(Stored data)
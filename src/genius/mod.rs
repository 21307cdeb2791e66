//! Genius API client layer.
//!
//! The server never talks to Genius directly. It goes through two traits:
//!
//! ```text
//! ┌─────────────────────────────────────────┐
//! │           Credential Gate               │
//! └────────────────────┬────────────────────┘
//!                      │ token
//!                      ▼
//! ┌─────────────────────────────────────────┐
//! │         GeniusConnector Trait           │
//! │   (builds one client per credential)    │
//! └────────────────────┬────────────────────┘
//!                      │
//!                      ▼
//! ┌─────────────────────────────────────────┐
//! │           GeniusApi Trait               │
//! │  (song, artist, album, search calls)    │
//! └────────────────────┬────────────────────┘
//!                      │
//!                      ▼
//! ┌─────────────────────────────────────────┐
//! │   HttpGeniusClient (reqwest + lyrics    │
//! │   page scraping)                        │
//! └─────────────────────────────────────────┘
//! ```
//!
//! Tests substitute their own implementations of both traits.

mod client;
mod lyrics;

use async_trait::async_trait;
use serde_json::{Map, Value};

use crate::error::GeniusError;

pub use client::{HttpGeniusClient, HttpGeniusConnector, DEFAULT_API_BASE_URL, DEFAULT_WEB_BASE_URL};
pub use lyrics::extract_lyrics;

// =============================================================================
// Traits
// =============================================================================

/// Operations exposed by a client bound to one credential.
///
/// Implementations must be safe to share between concurrent requests: in
/// fixed-credential deployments a single instance serves the whole process.
#[async_trait]
pub trait GeniusApi: Send + Sync {
    /// Find the best song match for a title and artist, with lyrics.
    async fn search_song(&self, title: &str, artist: &str) -> Result<Song, GeniusError>;

    /// Annotations for a song as `[[fragment, [annotation, ...]], ...]`.
    async fn song_annotations(&self, song_id: u64) -> Result<Value, GeniusError>;

    /// Comment listing for a song.
    async fn song_comments(&self, song_id: u64) -> Result<Value, GeniusError>;

    /// Full-text search by lyric fragment.
    async fn search_lyrics(&self, lyrics: &str) -> Result<Value, GeniusError>;

    /// Find an artist by name, collecting at most `max_songs` of their most
    /// popular songs. Songs carry their listing record, not the full record.
    async fn search_artist(&self, name: &str, max_songs: usize) -> Result<Artist, GeniusError>;

    /// Album search. The payload is grouped in `sections[].hits[]`.
    async fn search_albums(&self, search_term: &str) -> Result<Value, GeniusError>;

    /// Album record, wrapped as `{"album": {...}}`.
    async fn album(&self, album_id: &str) -> Result<Value, GeniusError>;

    /// Track listing for an album.
    async fn album_tracks(&self, album_id: &str) -> Result<Value, GeniusError>;

    /// Cover art listing for an album, wrapped as `{"cover_arts": [...]}`.
    async fn album_cover_arts(&self, album_id: &str) -> Result<Value, GeniusError>;
}

/// Builds a [`GeniusApi`] client from a bearer credential.
#[async_trait]
pub trait GeniusConnector: Send + Sync {
    /// The client type this connector produces.
    type Client: GeniusApi + 'static;

    /// Construct a client bound to `access_token`.
    async fn connect(&self, access_token: &str) -> Result<Self::Client, GeniusError>;
}

// =============================================================================
// Records
// =============================================================================

/// A song together with its scraped lyrics.
#[derive(Debug, Clone, PartialEq)]
pub struct Song {
    pub id: u64,
    pub title: String,
    pub artist: String,
    pub url: String,
    pub lyrics: String,
    /// The record as returned by Genius
    pub info: Map<String, Value>,
}

impl Song {
    /// Build a song from a Genius song record.
    pub fn from_record(info: Map<String, Value>, lyrics: String) -> Result<Self, GeniusError> {
        let id = info
            .get("id")
            .and_then(Value::as_u64)
            .ok_or(GeniusError::MissingField("song.id"))?;
        let title = string_field(&info, "title");
        let url = string_field(&info, "url");
        let artist = info
            .get("primary_artist")
            .and_then(|a| a.get("name"))
            .and_then(Value::as_str)
            .unwrap_or_default()
            .to_string();

        Ok(Self {
            id,
            title,
            artist,
            url,
            lyrics,
            info,
        })
    }

    /// The Genius record with a `lyrics` entry added.
    pub fn to_map(&self) -> Map<String, Value> {
        let mut map = self.info.clone();
        map.insert("lyrics".to_string(), Value::String(self.lyrics.clone()));
        map
    }
}

/// An artist and the songs collected while searching for them.
#[derive(Debug, Clone, PartialEq)]
pub struct Artist {
    pub id: u64,
    pub name: String,
    pub info: Map<String, Value>,
    pub songs: Vec<Song>,
}

impl Artist {
    /// Build an artist from a Genius artist record.
    pub fn from_record(info: Map<String, Value>, songs: Vec<Song>) -> Result<Self, GeniusError> {
        let id = info
            .get("id")
            .and_then(Value::as_u64)
            .ok_or(GeniusError::MissingField("artist.id"))?;
        let name = string_field(&info, "name");

        Ok(Self {
            id,
            name,
            info,
            songs,
        })
    }

    /// The Genius record with a `songs` entry holding each song's map.
    pub fn to_map(&self) -> Map<String, Value> {
        let mut map = self.info.clone();
        let songs = self
            .songs
            .iter()
            .map(|song| Value::Object(song.to_map()))
            .collect();
        map.insert("songs".to_string(), Value::Array(songs));
        map
    }
}

fn string_field(info: &Map<String, Value>, key: &str) -> String {
    info.get(key)
        .and_then(Value::as_str)
        .unwrap_or_default()
        .to_string()
}

// =============================================================================
// Tests
// =============================================================================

** Your objective **
For the string "GeniusApi", show each line of the entries above where it occurs.

** Answer to this exercise **
//! │           GeniusApi Trait               │
pub trait GeniusApi: Send + Sync {
/// Builds a [`GeniusApi`] client from a bearer credential.
    type Client: GeniusApi + 'static;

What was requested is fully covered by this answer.